“A Coop Is Like a Condo Except Your Neighbors Are Completely Insane and They Also Interview You, Right?”
^ me, trying to sound cheery while announcing to my buyers the next horrific step on deck in their quest to purchase a coop
“Oompa loompa doompety doo
Is this medieval and antiquated form of ownership for you
Oompa loompa doompety dee
Well, it doesn’t really matter if it’s the UWS/UES/WV/GV/Soho/Gramercy/Park Slope/Cobble Hill/Fort Greene/Carroll Gardens/Boerum Hill/Prospect Heights where you want to be
What will your future neighbors think of your detailed financial spreadsheet
Peppering you with questions on it while you’re in the interview hot seat
There’s no way of escaping this archaic purchasing format
If you want to receive the coop’s welcome mat
Literally *no one* cares if you don’t like the look of it
Oompa loompa doompety da
Prepare to temporarily kiss your sanity au revior
But once you’re approved you can throw a coup
Like the Oompa Loompa Doompety do”
Whenever I try to explain coops to anyone outside of New York, I usually compare it feudalism in 12th century medieval Europe, that terrifyingly lawless period in history that we spent way too much time in school studying, instead of learning how to code or to prepare our taxes. Buyers looking to enter a coop’s milieu are, for all intents and purposes, serfs. Nothing more than a peasant at the mercy of the property-owning nobles, who take this military form of hierarchy with the utmost seriousness.
*Coaching my buyers for their board interview*
Me: Whatever you do, please do your best to come off as reserved, calm, respectful, quiet, responsible, mellow, and low-key.
Obviously this is me exaggerating solely so I can build out a dramatic analogy, but since coops illicit the same reaction as when Voldemort’s name is uttered in Harry Potter, let’s review this often-feared ownership type and repaint coops in a marginally better light.
In Manhattan, cooperatives have been the traditional way to own for nearly a century and comprise at least 60% all apartments available for purchase. Unlike the traditional ownership most people think of, coops are owned by an apartment corporation, not by an individual. Because you don’t technically “own” the specific unit, the board does have rules they enforce, that can range from laissez faire to extremely restrictive. It’s basically the building’s way of controlling who is allowed to purchase/sublease in the building and the general discourse of the building itself.
When you purchase an apartment in a co-op, you are buying shares of the cooperative that entitle you, as a shareholder, to a “proprietary lease.” This proprietary lease is for a specific unit in the cooperative, to which you are a “tenant”. Typically the larger your apartment, the more shares of the cooperative you own. The wonderful thing about coops is that since you’re not buying “real property”, you don’t have title, WHICH means you don’t have to pay the hefty mortgage recording tax and title insurance that condos have to at closing.

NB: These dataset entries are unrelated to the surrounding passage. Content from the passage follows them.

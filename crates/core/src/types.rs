use std::fmt;
use std::str::FromStr;

use chrono::{DateTime, Utc};
use serde::{Deserialize, Serialize};
use uuid::Uuid;

/// All timestamps are UTC.
pub type Timestamp = DateTime<Utc>;

/// Thumbnail width in pixels. Heights follow the source aspect ratio.
pub type Width = u32;

/// Number of 100-nanosecond ticks in one millisecond.
pub const TICKS_PER_MILLISECOND: i64 = 10_000;

/// Seconds between 0001-01-01T00:00:00Z and the Unix epoch.
const SECONDS_FROM_YEAR_ONE_TO_UNIX_EPOCH: i64 = 62_135_596_800;

/// Stable identity of a library item.
#[derive(Debug, Clone, Copy, PartialEq, Eq, Hash, PartialOrd, Ord, Serialize, Deserialize)]
#[serde(transparent)]
pub struct ItemId(pub Uuid);

impl ItemId {
    /// Derive an id from a media path so the same file keeps its id
    /// across restarts.
    pub fn from_path(path: &std::path::Path) -> Self {
        Self(Uuid::new_v5(
            &Uuid::NAMESPACE_URL,
            path.to_string_lossy().as_bytes(),
        ))
    }
}

impl fmt::Display for ItemId {
    fn fmt(&self, f: &mut fmt::Formatter<'_>) -> fmt::Result {
        // Simple (hyphen-less) form keeps directory names short.
        write!(f, "{}", self.0.simple())
    }
}

impl FromStr for ItemId {
    type Err = uuid::Error;

    fn from_str(s: &str) -> Result<Self, Self::Err> {
        Uuid::parse_str(s).map(Self)
    }
}

/// Source-modification fingerprint.
///
/// Rendered as the modification time in 100-ns ticks since year one, so
/// replacing or re-encoding the source always yields a new value.
#[derive(Debug, Clone, PartialEq, Eq, Hash, PartialOrd, Ord, Serialize, Deserialize)]
#[serde(transparent)]
pub struct Fingerprint(String);

impl Fingerprint {
    pub fn from_modified(modified: Timestamp) -> Self {
        let seconds = modified.timestamp() + SECONDS_FROM_YEAR_ONE_TO_UNIX_EPOCH;
        let ticks = seconds as i128 * 10_000_000 + (modified.timestamp_subsec_nanos() / 100) as i128;
        Self(ticks.to_string())
    }

    pub fn as_str(&self) -> &str {
        &self.0
    }
}

impl fmt::Display for Fingerprint {
    fn fmt(&self, f: &mut fmt::Formatter<'_>) -> fmt::Result {
        f.write_str(&self.0)
    }
}

/// Convert a position in 100-ns ticks to whole milliseconds.
///
/// Negative positions clamp to zero.
pub fn ticks_to_millis(ticks: i64) -> u64 {
    (ticks.max(0) / TICKS_PER_MILLISECOND) as u64
}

Co-op shareholders pay a monthly maintenance fee to cover building expenses like heat, hot water, insurance, staff salaries, real estate taxes, and the mortgage debt of the building. Portions of the fee are tax deductible, as shareholders can deduct their share of the building’s real estate taxes, which is important to note when assessing carrying costs for comparable condos. This maintenance fee can increase 3-7% annually and the board can require you to pony up money for the reserve or for a particular project in the building
Purchasing a co-op can be an intricate process and subletting can be challenging. Each co-op has its own rules, which should be considered prior to purchasing. Approval to purchase shares of a co- op must be granted by a board of directors, who also have the authority to determine how much of the purchase price may be financed and minimum cash requirements.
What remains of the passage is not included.